_Exercise requirements:_ Quote the whole listing verbatim.

_Information provided:_
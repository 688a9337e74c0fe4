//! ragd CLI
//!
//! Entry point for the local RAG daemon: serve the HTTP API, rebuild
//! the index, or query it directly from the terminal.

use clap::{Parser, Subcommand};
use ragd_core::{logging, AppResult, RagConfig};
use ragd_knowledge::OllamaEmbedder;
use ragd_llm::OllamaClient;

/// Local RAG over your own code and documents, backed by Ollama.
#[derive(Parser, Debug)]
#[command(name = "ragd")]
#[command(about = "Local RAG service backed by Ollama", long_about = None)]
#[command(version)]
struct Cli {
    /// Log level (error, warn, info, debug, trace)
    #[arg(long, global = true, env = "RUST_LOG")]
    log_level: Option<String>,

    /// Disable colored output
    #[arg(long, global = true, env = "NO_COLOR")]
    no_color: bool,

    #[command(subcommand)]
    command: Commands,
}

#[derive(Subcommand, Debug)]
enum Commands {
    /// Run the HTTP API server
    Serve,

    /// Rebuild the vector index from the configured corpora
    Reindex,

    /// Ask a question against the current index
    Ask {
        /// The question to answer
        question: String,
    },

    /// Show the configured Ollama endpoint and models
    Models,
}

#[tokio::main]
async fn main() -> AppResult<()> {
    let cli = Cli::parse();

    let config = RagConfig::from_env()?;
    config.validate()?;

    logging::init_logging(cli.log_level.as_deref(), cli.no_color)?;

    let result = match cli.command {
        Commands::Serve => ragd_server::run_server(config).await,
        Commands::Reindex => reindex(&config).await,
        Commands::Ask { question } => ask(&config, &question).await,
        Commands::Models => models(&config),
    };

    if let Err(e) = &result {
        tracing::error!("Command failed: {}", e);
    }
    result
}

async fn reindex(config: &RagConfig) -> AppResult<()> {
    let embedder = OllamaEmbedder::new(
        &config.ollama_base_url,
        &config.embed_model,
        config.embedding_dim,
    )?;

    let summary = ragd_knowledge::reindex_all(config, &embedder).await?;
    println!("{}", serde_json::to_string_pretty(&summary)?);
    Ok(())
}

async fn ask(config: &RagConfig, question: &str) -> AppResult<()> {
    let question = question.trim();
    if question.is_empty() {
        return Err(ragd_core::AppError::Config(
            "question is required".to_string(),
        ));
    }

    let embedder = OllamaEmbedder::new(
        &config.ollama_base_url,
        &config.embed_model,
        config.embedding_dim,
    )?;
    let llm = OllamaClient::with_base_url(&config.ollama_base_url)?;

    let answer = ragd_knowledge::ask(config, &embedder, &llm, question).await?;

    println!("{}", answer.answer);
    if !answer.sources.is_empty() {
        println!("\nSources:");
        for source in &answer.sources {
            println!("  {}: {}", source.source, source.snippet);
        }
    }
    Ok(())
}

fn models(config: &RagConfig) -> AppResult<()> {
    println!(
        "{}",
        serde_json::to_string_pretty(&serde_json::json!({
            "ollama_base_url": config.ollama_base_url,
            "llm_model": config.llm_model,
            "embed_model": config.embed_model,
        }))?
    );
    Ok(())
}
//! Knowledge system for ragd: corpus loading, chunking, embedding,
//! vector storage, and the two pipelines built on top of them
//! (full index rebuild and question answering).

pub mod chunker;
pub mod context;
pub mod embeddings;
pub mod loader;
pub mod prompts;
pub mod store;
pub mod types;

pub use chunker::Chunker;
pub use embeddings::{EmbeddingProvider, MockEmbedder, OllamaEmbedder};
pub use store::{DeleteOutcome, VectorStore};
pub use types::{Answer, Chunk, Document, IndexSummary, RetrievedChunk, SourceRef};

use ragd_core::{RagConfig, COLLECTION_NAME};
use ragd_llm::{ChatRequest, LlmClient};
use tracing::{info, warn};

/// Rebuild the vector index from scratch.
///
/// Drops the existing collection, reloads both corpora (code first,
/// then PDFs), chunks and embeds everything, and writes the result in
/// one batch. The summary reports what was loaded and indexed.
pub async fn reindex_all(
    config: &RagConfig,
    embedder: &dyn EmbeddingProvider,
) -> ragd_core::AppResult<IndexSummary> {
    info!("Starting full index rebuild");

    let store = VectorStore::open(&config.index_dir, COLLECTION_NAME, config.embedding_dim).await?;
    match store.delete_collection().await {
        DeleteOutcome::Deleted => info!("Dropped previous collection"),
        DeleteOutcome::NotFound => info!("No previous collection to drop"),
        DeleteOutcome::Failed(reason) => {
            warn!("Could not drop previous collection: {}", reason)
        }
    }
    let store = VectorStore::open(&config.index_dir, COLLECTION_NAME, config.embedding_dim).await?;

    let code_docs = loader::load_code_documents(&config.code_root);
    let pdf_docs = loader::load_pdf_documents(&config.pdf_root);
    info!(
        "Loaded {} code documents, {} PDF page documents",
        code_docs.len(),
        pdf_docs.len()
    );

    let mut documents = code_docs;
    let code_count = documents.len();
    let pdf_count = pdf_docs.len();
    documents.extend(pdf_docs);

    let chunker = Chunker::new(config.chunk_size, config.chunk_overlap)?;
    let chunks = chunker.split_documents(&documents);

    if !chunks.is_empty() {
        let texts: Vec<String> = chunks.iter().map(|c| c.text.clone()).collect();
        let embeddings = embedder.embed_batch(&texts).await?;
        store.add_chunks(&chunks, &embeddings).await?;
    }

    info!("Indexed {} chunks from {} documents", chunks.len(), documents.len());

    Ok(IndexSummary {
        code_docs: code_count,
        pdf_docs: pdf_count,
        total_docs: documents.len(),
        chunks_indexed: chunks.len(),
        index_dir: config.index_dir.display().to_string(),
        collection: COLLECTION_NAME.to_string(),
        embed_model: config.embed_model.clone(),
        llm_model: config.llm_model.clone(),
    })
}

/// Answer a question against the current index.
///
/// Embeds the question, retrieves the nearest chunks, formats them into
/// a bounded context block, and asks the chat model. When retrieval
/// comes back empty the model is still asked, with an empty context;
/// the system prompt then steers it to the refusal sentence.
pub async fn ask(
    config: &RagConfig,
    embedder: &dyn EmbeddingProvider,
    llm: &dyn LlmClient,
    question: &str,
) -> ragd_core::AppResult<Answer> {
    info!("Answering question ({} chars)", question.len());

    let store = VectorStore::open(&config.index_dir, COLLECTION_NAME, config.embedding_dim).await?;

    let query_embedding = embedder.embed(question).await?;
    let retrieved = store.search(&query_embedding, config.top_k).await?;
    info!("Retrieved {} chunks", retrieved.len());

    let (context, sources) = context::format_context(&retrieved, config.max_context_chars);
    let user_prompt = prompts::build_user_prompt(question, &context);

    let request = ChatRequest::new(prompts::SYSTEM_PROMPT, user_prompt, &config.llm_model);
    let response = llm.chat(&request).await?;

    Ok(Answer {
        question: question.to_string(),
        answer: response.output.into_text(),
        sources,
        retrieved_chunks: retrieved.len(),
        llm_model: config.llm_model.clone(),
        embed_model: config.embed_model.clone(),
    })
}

_Written answer:_
repository 688a9337e74c0fe4
//! ragd CLI
//!
//! Entry point for the local RAG daemon: serve the HTTP API, rebuild
//! the index, or query it directly from the terminal.

use clap::{Parser, Subcommand};
use ragd_core::{logging, AppResult, RagConfig};
use ragd_knowledge::OllamaEmbedder;
use ragd_llm::OllamaClient;

/// Local RAG over your own code and documents, backed by Ollama.
#[derive(Parser, Debug)]
#[command(name = "ragd")]
#[command(about = "Local RAG service backed by Ollama", long_about = None)]
#[command(version)]
struct Cli {
    /// Log level (error, warn, info, debug, trace)
    #[arg(long, global = true, env = "RUST_LOG")]
    log_level: Option<String>,

    /// Disable colored output
    #[arg(long, global = true, env = "NO_COLOR")]
    no_color: bool,

    #[command(subcommand)]
    command: Commands,
}

#[derive(Subcommand, Debug)]
enum Commands {
    /// Run the HTTP API server
    Serve,

    /// Rebuild the vector index from the configured corpora
    Reindex,

    /// Ask a question against the current index
    Ask {
        /// The question to answer
        question: String,
    },

    /// Show the configured Ollama endpoint and models
    Models,
}

#[tokio::main]
async fn main() -> AppResult<()> {
    let cli = Cli::parse();

    let config = RagConfig::from_env()?;
    config.validate()?;

    logging::init_logging(cli.log_level.as_deref(), cli.no_color)?;

    let result = match cli.command {
        Commands::Serve => ragd_server::run_server(config).await,
        Commands::Reindex => reindex(&config).await,
        Commands::Ask { question } => ask(&config, &question).await,
        Commands::Models => models(&config),
    };

    if let Err(e) = &result {
        tracing::error!("Command failed: {}", e);
    }
    result
}

async fn reindex(config: &RagConfig) -> AppResult<()> {
    let embedder = OllamaEmbedder::new(
        &config.ollama_base_url,
        &config.embed_model,
        config.embedding_dim,
    )?;

    let summary = ragd_knowledge::reindex_all(config, &embedder).await?;
    println!("{}", serde_json::to_string_pretty(&summary)?);
    Ok(())
}

async fn ask(config: &RagConfig, question: &str) -> AppResult<()> {
    let question = question.trim();
    if question.is_empty() {
        return Err(ragd_core::AppError::Config(
            "question is required".to_string(),
        ));
    }

    let embedder = OllamaEmbedder::new(
        &config.ollama_base_url,
        &config.embed_model,
        config.embedding_dim,
    )?;
    let llm = OllamaClient::with_base_url(&config.ollama_base_url)?;

    let answer = ragd_knowledge::ask(config, &embedder, &llm, question).await?;

    println!("{}", answer.answer);
    if !answer.sources.is_empty() {
        println!("\nSources:");
        for source in &answer.sources {
            println!("  {}: {}", source.source, source.snippet);
        }
    }
    Ok(())
}

fn models(config: &RagConfig) -> AppResult<()> {
    println!(
        "{}",
        serde_json::to_string_pretty(&serde_json::json!({
            "ollama_base_url": config.ollama_base_url,
            "llm_model": config.llm_model,
            "embed_model": config.embed_model,
        }))?
    );
    Ok(())
}
//! Knowledge system for ragd: corpus loading, chunking, embedding,
//! vector storage, and the two pipelines built on top of them
//! (full index rebuild and question answering).

pub mod chunker;
pub mod context;
pub mod embeddings;
pub mod loader;
pub mod prompts;
pub mod store;
pub mod types;

pub use chunker::Chunker;
pub use embeddings::{EmbeddingProvider, MockEmbedder, OllamaEmbedder};
pub use store::{DeleteOutcome, VectorStore};
pub use types::{Answer, Chunk, Document, IndexSummary, RetrievedChunk, SourceRef};

use ragd_core::{RagConfig, COLLECTION_NAME};
use ragd_llm::{ChatRequest, LlmClient};
use tracing::{info, warn};

/// Rebuild the vector index from scratch.
///
/// Drops the existing collection, reloads both corpora (code first,
/// then PDFs), chunks and embeds everything, and writes the result in
/// one batch. The summary reports what was loaded and indexed.
pub async fn reindex_all(
    config: &RagConfig,
    embedder: &dyn EmbeddingProvider,
) -> ragd_core::AppResult<IndexSummary> {
    info!("Starting full index rebuild");

    let store = VectorStore::open(&config.index_dir, COLLECTION_NAME, config.embedding_dim).await?;
    match store.delete_collection().await {
        DeleteOutcome::Deleted => info!("Dropped previous collection"),
        DeleteOutcome::NotFound => info!("No previous collection to drop"),
        DeleteOutcome::Failed(reason) => {
            warn!("Could not drop previous collection: {}", reason)
        }
    }
    let store = VectorStore::open(&config.index_dir, COLLECTION_NAME, config.embedding_dim).await?;

    let code_docs = loader::load_code_documents(&config.code_root);
    let pdf_docs = loader::load_pdf_documents(&config.pdf_root);
    info!(
        "Loaded {} code documents, {} PDF page documents",
        code_docs.len(),
        pdf_docs.len()
    );

    let mut documents = code_docs;
    let code_count = documents.len();
    let pdf_count = pdf_docs.len();
    documents.extend(pdf_docs);

    let chunker = Chunker::new(config.chunk_size, config.chunk_overlap)?;
    let chunks = chunker.split_documents(&documents);

    if !chunks.is_empty() {
        let texts: Vec<String> = chunks.iter().map(|c| c.text.clone()).collect();
        let embeddings = embedder.embed_batch(&texts).await?;
        store.add_chunks(&chunks, &embeddings).await?;
    }

    info!("Indexed {} chunks from {} documents", chunks.len(), documents.len());

    Ok(IndexSummary {
        code_docs: code_count,
        pdf_docs: pdf_count,
        total_docs: documents.len(),
        chunks_indexed: chunks.len(),
        index_dir: config.index_dir.display().to_string(),
        collection: COLLECTION_NAME.to_string(),
        embed_model: config.embed_model.clone(),
        llm_model: config.llm_model.clone(),
    })
}

/// Answer a question against the current index.
///
/// Embeds the question, retrieves the nearest chunks, formats them into
/// a bounded context block, and asks the chat model. When retrieval
/// comes back empty the model is still asked, with an empty context;
/// the system prompt then steers it to the refusal sentence.
pub async fn ask(
    config: &RagConfig,
    embedder: &dyn EmbeddingProvider,
    llm: &dyn LlmClient,
    question: &str,
) -> ragd_core::AppResult<Answer> {
    info!("Answering question ({} chars)", question.len());

    let store = VectorStore::open(&config.index_dir, COLLECTION_NAME, config.embedding_dim).await?;

    let query_embedding = embedder.embed(question).await?;
    let retrieved = store.search(&query_embedding, config.top_k).await?;
    info!("Retrieved {} chunks", retrieved.len());

    let (context, sources) = context::format_context(&retrieved, config.max_context_chars);
    let user_prompt = prompts::build_user_prompt(question, &context);

    let request = ChatRequest::new(prompts::SYSTEM_PROMPT, user_prompt, &config.llm_model);
    let response = llm.chat(&request).await?;

    Ok(Answer {
        question: question.to_string(),
        answer: response.output.into_text(),
        sources,
        retrieved_chunks: retrieved.len(),
        llm_model: config.llm_model.clone(),
        embed_model: config.embed_model.clone(),
    })
}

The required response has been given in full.